Unfortunately, Frenchie’s lady love was burning out and had to turn back. I found out just as I got to the bridge, about 100m or so from the top of the San Geronimo pass, which bridges Drake with the flat stretch beyond. I had bombed up the thing in order to get some needed work in my legs, and was waiting at a turn off for the others, with Bobby soon joining me, before we got the call. So we zipped back down the hill (yes, when actually on geared bikes those descents aren’t the dread courses they are on the fixed, at least for me) and collected the others to ride back to a familiar point along the route in San Anselmo so that our exhausted compatriot could head home. At that point, I wasn’t too thrilled about going back and hitting San Geronimo again (I hate backtracking) so we decided to head back south and do Mt. Tam… but then thought better of it as the tourists would have it packed with SUVs (you have to start early on Tam) so ultimately we elected to do a spirited Paradise/ Strawberry Loop, and man, it was FAST. I mean not just rollers and descents, but even some of the crests… we really pushed it and it was refreshing. I haven’t been on my road bike since my last Tam climb and certainly not with the frequency of previous years.
Of course, what’s a ride for me without a dubious mechanical problem? On the first pass up Chapman, a steep, switchbacky noodle up the back (south direction) side of Camino Alto, I waited too long to chain to my 39 and then sprung it on the steep starting section. Sorry, can’t do that. My Look basically groaned, so I chained a few cogs up the cassette to try to even out the chainline, but it was too late: my bike basically made the mechanical clacking equivalent of "DAIIIIIIIIIISYYYYYY" and then the drivetrain locked up. Of course, just as too much fixie riding got me in that mess int he first place (I neglected to consider shifting at the appropriate time) the lack of fixie business kept me upright, as a locked up chain on a fixed-gear would be an asphalt embrace. I was able to get the chain in place, and resume catching up and onward in no time… but later as Frenchie and I pushed through Strawberry I heard more and more noise and certainly felt friction in the derailleur, so I stopped to consult, and hoooo buddy, what a mess.

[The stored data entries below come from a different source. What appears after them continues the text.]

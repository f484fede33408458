//! The periodic monitor loop.
//!
//! A [`Monitor`] owns one source, one [`Sampler`] and a set of outputs. Each
//! tick it reads the current [`MonitorConfig`], samples the device and emits
//! an [`Update`]. The loop sleeps for the configured period after the work
//! is done, so a slow source stretches the interval instead of piling up
//! ticks.

use std::time::Duration;

use diskperf_types::{normalize_period_ms, truncate_label, DisplayConfig};
use tokio::sync::watch;
use tokio::task::JoinHandle;
use tracing::{debug, error, info, warn};

use crate::output::{Output, Update};
use crate::sampler::Sampler;
use crate::source::DeviceStatsSource;
use crate::{MonitorError, StatsError};

/// Longest device identity kept, in characters.
pub const MAX_DEVICE_CHARS: usize = 63;

/// Default refresh period in milliseconds.
pub const DEFAULT_PERIOD_MS: u64 = 500;

/// Everything the loop reads at the start of a tick.
#[derive(Debug, Clone, PartialEq)]
pub struct MonitorConfig {
    /// Device identity handed to the source.
    pub device: String,
    /// Refresh period in milliseconds.
    pub period_ms: u64,
    pub display: DisplayConfig,
}

impl Default for MonitorConfig {
    fn default() -> Self {
        Self {
            device: "/dev/sda".to_string(),
            period_ms: DEFAULT_PERIOD_MS,
            display: DisplayConfig::default(),
        }
    }
}

impl MonitorConfig {
    /// Create a configuration for `device` with default display settings.
    pub fn new(device: &str) -> Self {
        Self {
            device: device.to_string(),
            ..Self::default()
        }
        .normalized()
    }

    /// Set the refresh period, rounded to the accepted grid.
    pub fn period(mut self, period_ms: u64) -> Self {
        self.period_ms = normalize_period_ms(period_ms);
        self
    }

    /// Set the display configuration.
    pub fn display(mut self, display: DisplayConfig) -> Self {
        self.display = display;
        self
    }

    /// Bring every field onto its accepted grid.
    pub fn normalized(mut self) -> Self {
        self.device = self.device.chars().take(MAX_DEVICE_CHARS).collect();
        self.period_ms = normalize_period_ms(self.period_ms);
        self.display.device_label = truncate_label(&self.display.device_label);
        let ceiling = self.display.max_throughput_mb_s;
        self.display = self.display.max_throughput(ceiling);
        self
    }

    /// The refresh period as a [`Duration`].
    pub fn period_duration(&self) -> Duration {
        Duration::from_millis(self.period_ms)
    }
}
//! Sampler output: bar fractions and the periodic summary.

use core::fmt;

use crate::MetricMode;

/// Value reported for a busy-time field the source cannot provide.
pub const BUSY_UNAVAILABLE: i64 = -1;

/// One of the three metrics every tick computes.
#[derive(Debug, Clone, Copy, PartialEq, Eq, Hash, PartialOrd, Ord)]
#[cfg_attr(feature = "serde", derive(serde::Serialize, serde::Deserialize))]
#[cfg_attr(feature = "serde", serde(rename_all = "snake_case"))]
pub enum MetricSlot {
    Read,
    Write,
    /// Read and write together.
    Combined,
}

impl MetricSlot {
    /// All slots, in payload order.
    pub const ALL: [MetricSlot; 3] = [MetricSlot::Read, MetricSlot::Write, MetricSlot::Combined];

    /// Returns the display label for this slot.
    pub fn label(&self) -> &'static str {
        match self {
            MetricSlot::Read => "Read",
            MetricSlot::Write => "Write",
            MetricSlot::Combined => "Total",
        }
    }
}

/// Renderer-ready bar fractions for one tick.
///
/// Every slot is always computed and always within `[0.0, 1.0]`; which of
/// them a presentation shows depends on
/// [`DisplayConfig::visible_slots`](crate::DisplayConfig::visible_slots).
#[derive(Debug, Clone, Copy, PartialEq, Default)]
#[cfg_attr(feature = "serde", derive(serde::Serialize, serde::Deserialize))]
pub struct DisplayPayload {
    /// The statistic the fractions were derived from.
    pub mode: MetricMode,
    pub read: f64,
    pub write: f64,
    pub combined: f64,
}

impl DisplayPayload {
    /// The fraction for a slot.
    pub fn fraction(&self, slot: MetricSlot) -> f64 {
        match slot {
            MetricSlot::Read => self.read,
            MetricSlot::Write => self.write,
            MetricSlot::Combined => self.combined,
        }
    }
}

/// Rounded figures for the tooltip of one tick.
///
/// Busy fields hold [`BUSY_UNAVAILABLE`] when the source cannot report
/// them.
#[derive(Debug, Clone, PartialEq, Eq, Default)]
#[cfg_attr(feature = "serde", derive(serde::Serialize, serde::Deserialize))]
pub struct Summary {
    pub label: String,
    pub read_mb_s: u64,
    pub write_mb_s: u64,
    pub total_mb_s: u64,
    pub read_busy_pct: i64,
    pub write_busy_pct: i64,
    pub total_busy_pct: i64,
}

impl Summary {
    /// Rounded throughput for a slot, in MB/s.
    pub fn throughput(&self, slot: MetricSlot) -> u64 {
        match slot {
            MetricSlot::Read => self.read_mb_s,
            MetricSlot::Write => self.write_mb_s,
            MetricSlot::Combined => self.total_mb_s,
        }
    }

    /// Rounded busy percentage for a slot, or [`BUSY_UNAVAILABLE`].
    pub fn busy(&self, slot: MetricSlot) -> i64 {
        match slot {
            MetricSlot::Read => self.read_busy_pct,
            MetricSlot::Write => self.write_busy_pct,
            MetricSlot::Combined => self.total_busy_pct,
        }
    }

    /// The multi-line tooltip text.
    pub fn tooltip_text(&self) -> String {
        self.to_string()
    }
}

impl fmt::Display for Summary {
    fn fmt(&self, f: &mut fmt::Formatter<'_>) -> fmt::Result {
        writeln!(f, "{}", self.label)?;
        writeln!(f, "----------------")?;
        writeln!(f, "I/O    (MB/s)")?;
        writeln!(f, "  Read :{:>3}", self.read_mb_s)?;
        writeln!(f, "  Write :{:>3}", self.write_mb_s)?;
        writeln!(f, "  Total :{:>3}", self.total_mb_s)?;
        writeln!(f, "Busy time (%)")?;
        writeln!(f, "  Read : {:>3}", self.read_busy_pct)?;
        writeln!(f, "  Write : {:>3}", self.write_busy_pct)?;
        write!(f, "  Total : {:>3}", self.total_busy_pct)
    }
}
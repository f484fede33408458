//! Error types for statistics sources and the monitor loop.

use std::io;

use thiserror::Error;

/// Errors a device statistics source can report for one read.
///
/// Apart from [`StatsError::Unsupported`], every variant means "no sample
/// this tick": the monitor skips the tick and tries again on the next one.
#[derive(Debug, Clone, PartialEq, Eq, Error)]
pub enum StatsError {
    /// The device identity does not resolve on this system.
    #[error("Device not found: {0}")]
    NotFound(String),

    /// Extended I/O statistics are not exposed by this system.
    #[error("Extended I/O statistics not available: {0}")]
    Unsupported(String),

    /// Any other OS-level failure, with the raw error code.
    #[error("OS error {0}")]
    Os(i32),

    /// I/O failure without an OS error code.
    #[error("I/O error: {0}")]
    Io(String),

    /// The statistics could not be decoded.
    #[error("Failed to parse statistics: {0}")]
    Parse(String),

    /// The feed behind the source has gone away.
    #[error("Statistics feed disconnected")]
    Disconnected,
}

impl StatsError {
    /// Whether the next tick may succeed where this one failed.
    pub fn is_transient(&self) -> bool {
        !matches!(self, StatsError::Unsupported(_))
    }
}

impl From<io::Error> for StatsError {
    fn from(err: io::Error) -> Self {
        if err.kind() == io::ErrorKind::NotFound {
            StatsError::NotFound(err.to_string())
        } else if let Some(code) = err.raw_os_error() {
            StatsError::Os(code)
        } else {
            StatsError::Io(err.to_string())
        }
    }
}

impl From<serde_json::Error> for StatsError {
    fn from(err: serde_json::Error) -> Self {
        StatsError::Parse(err.to_string())
    }
}

/// Errors that end a monitor loop.
#[derive(Debug, Error)]
pub enum MonitorError {
    /// The startup probe found no usable statistics.
    #[error("This monitor will not work, please remove it: {0}")]
    Unsupported(#[source] StatsError),

    /// The background task panicked or was cancelled.
    #[error("Monitor task failed: {0}")]
    Task(String),
}
#[cfg(test)]
mod tests {
    use super::*;
    use diskperf_types::MetricSlot;

    const SECOND: u64 = 1_000_000_000;
    const MIB: u64 = 1024 * 1024;

    fn throughput(max: u32) -> DisplayConfig {
        DisplayConfig::default().max_throughput(max)
    }

    fn busy() -> DisplayConfig {
        DisplayConfig::default().mode(MetricMode::BusyTime)
    }

    fn bootstrapped(first: CounterSnapshot, config: &DisplayConfig) -> Sampler {
        let mut sampler = Sampler::new(true);
        assert!(sampler.ingest(first, config).is_none());
        sampler
    }

    #[test]
    fn first_ingest_is_bootstrap() {
        let config = throughput(40);
        let mut sampler = Sampler::new(true);

        let snapshot = CounterSnapshot::at(123).reads(u64::MAX, u64::MAX).queue_length(9);
        assert!(sampler.ingest(snapshot, &config).is_none());
        assert_eq!(sampler.previous(), Some(&snapshot));
    }

    #[test]
    fn bootstrap_after_reset() {
        let config = throughput(40);
        let mut sampler = bootstrapped(CounterSnapshot::at(0), &config);

        sampler.reset();
        assert!(sampler.previous().is_none());
        assert!(sampler
            .ingest(CounterSnapshot::at(SECOND).reads(MIB, 0), &config)
            .is_none());
    }

    #[test]
    fn forty_megabytes_at_ceiling_forty() {
        let config = throughput(40);
        let mut sampler = bootstrapped(CounterSnapshot::at(0), &config);

        let sample = sampler
            .ingest(CounterSnapshot::at(SECOND).reads(41_943_040, 0), &config)
            .unwrap();

        assert_eq!(sample.payload.combined, 1.0);
        assert_eq!(sample.payload.read, 1.0);
        assert_eq!(sample.payload.write, 0.0);
        assert_eq!(sample.summary.read_mb_s, 40);
        assert_eq!(sample.summary.write_mb_s, 0);
        assert_eq!(sample.summary.total_mb_s, 40);
    }

    #[test]
    fn forty_megabytes_at_ceiling_eighty() {
        let config = throughput(80);
        let mut sampler = bootstrapped(CounterSnapshot::at(0), &config);

        let sample = sampler
            .ingest(CounterSnapshot::at(SECOND).reads(41_943_040, 0), &config)
            .unwrap();

        assert_eq!(sample.payload.read, 0.5);
        assert_eq!(sample.payload.combined, 0.5);
    }

    #[test]
    fn busy_over_interval_clamps_to_full_bar() {
        let config = busy();
        let mut sampler = bootstrapped(CounterSnapshot::at(0).queue_length(0), &config);

        let next = CounterSnapshot::at(SECOND)
            .reads(0, 1_500_000_000)
            .queue_length(2);
        let sample = sampler.ingest(next, &config).unwrap();

        assert_eq!(sample.metrics.busy_pct.read, 100.0);
        assert_eq!(sample.payload.read, 1.0);
        assert_eq!(sample.summary.read_busy_pct, 100);
    }

    #[test]
    fn busy_percentages_are_capped_per_slot() {
        let config = busy();
        let mut sampler = bootstrapped(CounterSnapshot::at(0).queue_length(0), &config);

        let next = CounterSnapshot::at(SECOND)
            .reads(0, 300_000_000)
            .writes(0, 900_000_000)
            .queue_length(0);
        let sample = sampler.ingest(next, &config).unwrap();

        assert!((sample.metrics.busy_pct.read - 30.0).abs() < 1e-9);
        assert!((sample.metrics.busy_pct.write - 90.0).abs() < 1e-9);
        assert_eq!(sample.metrics.busy_pct.combined, 100.0);
        assert_eq!(sample.summary.read_busy_pct, 30);
        assert_eq!(sample.summary.write_busy_pct, 90);
        assert_eq!(sample.summary.total_busy_pct, 100);
    }

    #[test]
    fn missing_busy_data_reports_zero_and_sentinel() {
        let config = busy();
        let mut sampler = bootstrapped(CounterSnapshot::at(0), &config);

        let next = CounterSnapshot::at(SECOND).reads(MIB, 800_000_000);
        let sample = sampler.ingest(next, &config).unwrap();

        assert_eq!(sample.metrics.busy_pct, SlotValues::default());
        for slot in MetricSlot::ALL {
            assert_eq!(sample.payload.fraction(slot), 0.0);
            assert_eq!(sample.summary.busy(slot), BUSY_UNAVAILABLE);
        }
    }

    #[test]
    fn combined_busy_only_source_keeps_total() {
        let config = busy();
        let mut sampler = Sampler::new(false);
        assert!(sampler
            .ingest(CounterSnapshot::at(0).queue_length(0), &config)
            .is_none());

        let next = CounterSnapshot::at(SECOND)
            .reads(0, 250_000_000)
            .queue_length(1);
        let sample = sampler.ingest(next, &config).unwrap();

        assert_eq!(sample.summary.read_busy_pct, BUSY_UNAVAILABLE);
        assert_eq!(sample.summary.write_busy_pct, BUSY_UNAVAILABLE);
        assert_eq!(sample.summary.total_busy_pct, 25);
        assert_eq!(sample.payload.combined, 0.25);
    }

    #[test]
    fn zero_interval_keeps_original_baseline() {
        let config = throughput(40);
        let baseline = CounterSnapshot::at(SECOND).reads(10 * MIB, 0);
        let mut sampler = bootstrapped(baseline, &config);

        let duplicate = CounterSnapshot::at(SECOND).reads(30 * MIB, 0);
        assert!(sampler.ingest(duplicate, &config).is_none());
        assert_eq!(sampler.previous(), Some(&baseline));

        // Measured against the original 10 MiB baseline, not the duplicate.
        let next = CounterSnapshot::at(2 * SECOND).reads(30 * MIB, 0);
        let sample = sampler.ingest(next, &config).unwrap();
        assert_eq!(sample.summary.read_mb_s, 20);
        assert_eq!(sample.interval_ns, SECOND);
    }

    #[test]
    fn repeated_identical_timestamps_never_produce_payload() {
        let config = throughput(40);
        let mut sampler = bootstrapped(CounterSnapshot::at(7), &config);

        for i in 0..10 {
            let s = CounterSnapshot::at(7).reads(i * MIB, i).queue_length(i);
            assert!(sampler.ingest(s, &config).is_none());
        }
    }

    #[test]
    fn backwards_timestamp_rebases() {
        let config = throughput(40);
        let mut sampler = bootstrapped(CounterSnapshot::at(5 * SECOND), &config);

        let earlier = CounterSnapshot::at(SECOND).reads(MIB, 0);
        assert!(sampler.ingest(earlier, &config).is_none());
        assert_eq!(sampler.previous(), Some(&earlier));

        let next = CounterSnapshot::at(2 * SECOND).reads(5 * MIB, 0);
        let sample = sampler.ingest(next, &config).unwrap();
        assert_eq!(sample.summary.read_mb_s, 4);
    }

    #[test]
    fn counter_decrease_wraps_to_spike() {
        let config = throughput(40);
        let mut sampler = bootstrapped(CounterSnapshot::at(0).reads(10 * MIB, 0), &config);

        let sample = sampler
            .ingest(CounterSnapshot::at(SECOND).reads(MIB, 0), &config)
            .unwrap();

        assert!(sample.metrics.throughput_mb_s.read > 1e9);
        assert_eq!(sample.payload.read, 1.0);
        assert!(sample.summary.read_mb_s > 1_000_000_000);
        assert_eq!(sampler.previous().unwrap().read_bytes, MIB);
    }

    #[test]
    fn rates_are_bounded_by_raw_delta() {
        let config = throughput(995);
        let cases = [
            (SECOND, 0u64, 0u64),
            (SECOND / 2, 3 * MIB, 7 * MIB),
            (3 * SECOND, 123_456_789, 1),
            (1, 1, 0),
        ];

        for (interval, rbytes, wbytes) in cases {
            let mut sampler = bootstrapped(CounterSnapshot::at(SECOND), &config);
            let next = CounterSnapshot::at(SECOND + interval).reads(rbytes, 0).writes(wbytes, 0);
            let sample = sampler.ingest(next, &config).unwrap();
            let rates = sample.metrics.throughput_mb_s;

            let bound = |bytes: u64| bytes as f64 * BYTES_PER_NS_TO_MB_PER_S / interval as f64;
            assert!(rates.read >= 0.0 && rates.read <= bound(rbytes) * (1.0 + 1e-12));
            assert!(rates.write >= 0.0 && rates.write <= bound(wbytes) * (1.0 + 1e-12));
            assert!(rates.combined <= bound(rbytes + wbytes) * (1.0 + 1e-12));
        }
    }

    #[test]
    fn mode_switch_only_changes_selection() {
        let first = CounterSnapshot::at(0).queue_length(0);
        let next = CounterSnapshot::at(SECOND)
            .reads(10 * MIB, 400_000_000)
            .writes(30 * MIB, 100_000_000)
            .queue_length(4);

        let mut a = bootstrapped(first, &throughput(40));
        let mut b = bootstrapped(first, &busy());

        let by_rate = a.ingest(next, &throughput(40)).unwrap();
        let by_busy = b.ingest(next, &busy()).unwrap();

        assert_eq!(by_rate.metrics, by_busy.metrics);
        assert_eq!(by_rate.summary, by_busy.summary);
        assert_eq!(by_rate.payload.read, 0.25);
        assert_eq!(by_rate.payload.write, 0.75);
        assert_eq!(by_rate.payload.combined, 1.0);
        assert!((by_busy.payload.read - 0.4).abs() < 1e-9);
        assert!((by_busy.payload.write - 0.1).abs() < 1e-9);
        assert!((by_busy.payload.combined - 0.5).abs() < 1e-9);
    }

    #[test]
    fn config_is_read_on_every_call() {
        let mut sampler = bootstrapped(CounterSnapshot::at(0), &throughput(40));

        let s1 = sampler
            .ingest(CounterSnapshot::at(SECOND).reads(20 * MIB, 0), &throughput(40))
            .unwrap();
        let s2 = sampler
            .ingest(CounterSnapshot::at(2 * SECOND).reads(40 * MIB, 0), &throughput(80))
            .unwrap();

        assert_eq!(s1.payload.read, 0.5);
        assert_eq!(s2.payload.read, 0.25);
    }

    #[test]
    fn summary_rounds_half_away_from_zero() {
        let config = throughput(40);
        let mut sampler = bootstrapped(CounterSnapshot::at(0), &config);

        // 2.5 MiB and 1.4 MiB in one second
        let next = CounterSnapshot::at(SECOND)
            .reads(5 * MIB / 2, 0)
            .writes(14 * MIB / 10, 0);
        let sample = sampler.ingest(next, &config).unwrap();

        assert_eq!(sample.summary.read_mb_s, 3);
        assert_eq!(sample.summary.write_mb_s, 1);
        assert_eq!(sample.summary.total_mb_s, 4);
    }

    #[test]
    fn summary_carries_label() {
        let config = throughput(40).label("nvme0");
        let mut sampler = bootstrapped(CounterSnapshot::at(0), &config);
        let sample = sampler.ingest(CounterSnapshot::at(SECOND), &config).unwrap();
        assert_eq!(sample.summary.label, "nvme0");
    }

    #[test]
    fn clamping_law() {
        assert_eq!(clamp_fraction(1.5), 1.0);
        assert_eq!(clamp_fraction(f64::INFINITY), 1.0);
        assert_eq!(clamp_fraction(-0.2), 0.0);
        assert_eq!(clamp_fraction(f64::NAN), 0.0);
        assert_eq!(clamp_fraction(0.3), 0.3);
    }

    #[test]
    fn zero_ceiling_does_not_divide_by_zero() {
        let mut config = throughput(40);
        config.max_throughput_mb_s = 0;
        let mut sampler = bootstrapped(CounterSnapshot::at(0), &config);

        let sample = sampler
            .ingest(CounterSnapshot::at(SECOND).reads(MIB / 2, 0), &config)
            .unwrap();
        assert_eq!(sample.payload.read, 0.5);
    }
}
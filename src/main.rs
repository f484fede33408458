use std::io;
use std::path::{Path, PathBuf};
use std::sync::Mutex;
use std::time::Duration;

use anyhow::{Context, Result};
use clap::{Parser, ValueEnum};
use crossterm::{
    event::Event,
    execute,
    terminal::{disable_raw_mode, enable_raw_mode, EnterAlternateScreen, LeaveAlternateScreen},
};
use ratatui::{backend::CrosstermBackend, Terminal};
use tokio::sync::{mpsc, watch};
use tracing::info;
use tracing_subscriber::layer::SubscriberExt;
use tracing_subscriber::util::SubscriberInitExt;
use tracing_subscriber::EnvFilter;

use diskperf::{events, ui, App, Overrides, Settings, Theme};
use diskperf_core::{
    DeviceStatsSource, FileSource, Monitor, MonitorConfig, MonitorEvent, MonitorHandle, Output,
};
use diskperf_types::{BarOrder, MetricMode};

#[derive(Debug, Clone, Copy, ValueEnum)]
enum ModeArg {
    Throughput,
    BusyTime,
}

impl From<ModeArg> for MetricMode {
    fn from(mode: ModeArg) -> Self {
        match mode {
            ModeArg::Throughput => MetricMode::Throughput,
            ModeArg::BusyTime => MetricMode::BusyTime,
        }
    }
}

#[derive(Debug, Clone, Copy, ValueEnum)]
enum OrderArg {
    ReadWrite,
    WriteRead,
}

impl From<OrderArg> for BarOrder {
    fn from(order: OrderArg) -> Self {
        match order {
            OrderArg::ReadWrite => BarOrder::ReadWrite,
            OrderArg::WriteRead => BarOrder::WriteRead,
        }
    }
}

#[derive(Parser, Debug)]
#[command(name = "diskperf")]
#[command(about = "Terminal monitor for block device throughput and busy time")]
struct Args {
    /// Path to a TOML settings file
    #[arg(short, long)]
    config: Option<PathBuf>,

    /// Device to monitor (e.g. /dev/sda)
    #[arg(short, long)]
    device: Option<String>,

    /// JSON file of device counters written by a collector
    #[arg(short = 'f', long)]
    stats_file: Option<PathBuf>,

    /// Label shown next to the bars (at most 15 characters)
    #[arg(long)]
    label: Option<String>,

    /// Don't show the label
    #[arg(long)]
    hide_label: bool,

    /// Refresh period in milliseconds (rounded to 50)
    #[arg(short, long)]
    period: Option<u64>,

    /// Statistic to display
    #[arg(short, long, value_enum)]
    mode: Option<ModeArg>,

    /// Throughput that fills a bar, in MB/s (rounded to 5, 5..=995)
    #[arg(long)]
    max_throughput: Option<i64>,

    /// Separate read and write bars
    #[arg(long)]
    split: bool,

    /// Order of separate bars
    #[arg(long, value_enum)]
    order: Option<OrderArg>,

    /// Print one JSON update per tick instead of drawing
    #[arg(long)]
    headless: bool,

    /// Also write the latest update to this JSON file
    #[arg(short, long)]
    output: Option<PathBuf>,

    /// Write logs to this file (logs go to stderr only in headless mode)
    #[arg(long)]
    log_file: Option<PathBuf>,
}

impl Args {
    fn overrides(&self) -> Overrides {
        Overrides {
            device: self.device.clone(),
            label: self.label.clone(),
            hide_label: self.hide_label,
            period_ms: self.period,
            mode: self.mode.map(Into::into),
            max_throughput_mb_s: self.max_throughput,
            split: self.split,
            order: self.order.map(Into::into),
            stats_file: self.stats_file.clone(),
        }
    }
}

fn main() -> Result<()> {
    let args = Args::parse();

    init_logging(args.log_file.as_deref(), args.headless)?;

    let settings = Settings::load(args.config.as_deref(), &args.overrides())?;
    let config = settings.monitor_config()?;

    let source = FileSource::new(&settings.stats_file).with_separate_busy(settings.separate_busy);
    let source_description = source.description().to_string();
    info!(source = %source_description, device = %config.device, "Starting diskperf");

    let mut monitor = Monitor::new(source);
    if let Some(path) = &args.output {
        monitor = monitor.output(Output::file(path));
    }

    if args.headless {
        run_headless(monitor.output(Output::Stdout), config)
    } else {
        run_tui(monitor, config, &source_description)
    }
}

/// Install the tracing subscriber.
///
/// The terminal view owns stdout and stderr, so without a log file it only
/// logs in headless mode.
fn init_logging(log_file: Option<&Path>, headless: bool) -> Result<()> {
    let filter = EnvFilter::try_from_default_env().unwrap_or_else(|_| EnvFilter::new("info"));

    match log_file {
        Some(path) => {
            let file = std::fs::File::create(path)
                .with_context(|| format!("Failed to create log file {}", path.display()))?;
            tracing_subscriber::registry()
                .with(filter)
                .with(
                    tracing_subscriber::fmt::layer()
                        .with_ansi(false)
                        .with_writer(Mutex::new(file)),
                )
                .init();
        }
        None if headless => {
            tracing_subscriber::registry()
                .with(filter)
                .with(tracing_subscriber::fmt::layer().with_writer(io::stderr))
                .init();
        }
        None => {}
    }
    Ok(())
}

/// Run without drawing until interrupted or the monitor gives up.
fn run_headless(monitor: Monitor<FileSource>, config: MonitorConfig) -> Result<()> {
    let rt = tokio::runtime::Runtime::new()?;

    rt.block_on(async move {
        let (_config_tx, config_rx) = watch::channel(config);
        let (stop_tx, stop_rx) = watch::channel(false);

        let run = monitor.run(config_rx, stop_rx);
        tokio::pin!(run);

        tokio::select! {
            res = &mut run => res?,
            res = tokio::signal::ctrl_c() => {
                res?;
                info!("Interrupted, stopping");
                let _ = stop_tx.send(true);
                run.await?;
            }
        }
        Ok::<_, anyhow::Error>(())
    })
}

/// Run the terminal view with the monitor in the background
fn run_tui(monitor: Monitor<FileSource>, config: MonitorConfig, source_description: &str) -> Result<()> {
    let rt = tokio::runtime::Runtime::new()?;
    let (output, mut rx) = Output::channel(16);
    let handle = {
        let _guard = rt.enter();
        monitor.output(output).start(config.clone())
    };

    // Setup terminal
    enable_raw_mode()?;
    let mut stdout = io::stdout();
    execute!(stdout, EnterAlternateScreen)?;
    let backend = CrosstermBackend::new(stdout);
    let mut terminal = Terminal::new(backend)?;

    // Setup panic hook to restore terminal
    let original_hook = std::panic::take_hook();
    std::panic::set_hook(Box::new(move |panic| {
        let _ = disable_raw_mode();
        let _ = execute!(io::stdout(), LeaveAlternateScreen);
        original_hook(panic);
    }));

    let mut app = App::new(config, source_description, Theme::auto_detect());

    // Run the main loop
    let result = run_app(&mut terminal, &mut app, &mut rx, &handle);

    // Restore terminal
    disable_raw_mode()?;
    execute!(terminal.backend_mut(), LeaveAlternateScreen)?;
    terminal.show_cursor()?;

    rt.block_on(handle.shutdown())?;
    result
}

fn run_app(
    terminal: &mut Terminal<CrosstermBackend<io::Stdout>>,
    app: &mut App,
    rx: &mut mpsc::Receiver<MonitorEvent>,
    handle: &MonitorHandle,
) -> Result<()> {
    while app.running {
        while let Ok(event) = rx.try_recv() {
            app.handle_event(event);
        }

        if let Some(config) = app.take_config_change() {
            handle.update_config(config);
        }

        terminal.draw(|frame| ui::render(frame, app))?;

        // Poll for events with a short timeout
        if let Some(Event::Key(key)) = events::poll_event(Duration::from_millis(100))? {
            events::handle_key_event(app, key);
        }
    }

    Ok(())
}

The derailleur had bent open, the chain jumped out of the housing, skipped over the pulley, and instead of rolling smoothly on the pulley as it should, it had been neatly grinding away on the top of the housing’s guard plate. Check out that groove in this pic. I nearly sawed through the metal with my chain. A testament to Dura Ace, and certainly chain strength, to be sure, But wow. So we basically beat the thing into submission, and once the pulley was functional again, completed the loop. So, after ALC I have to start hunting for 2003 Dura Ace parts. ha.

Anyway, a good ride nonetheless and I certainly got my workout in. It was only about 45 miles for me, but fast up the climbs, and fortunately, the wind really didn’t pick up until we were both home and comfy (he had some wind up the grade and over the bridge, but that’s normal this time of year) and it began blowing like stink. Solid!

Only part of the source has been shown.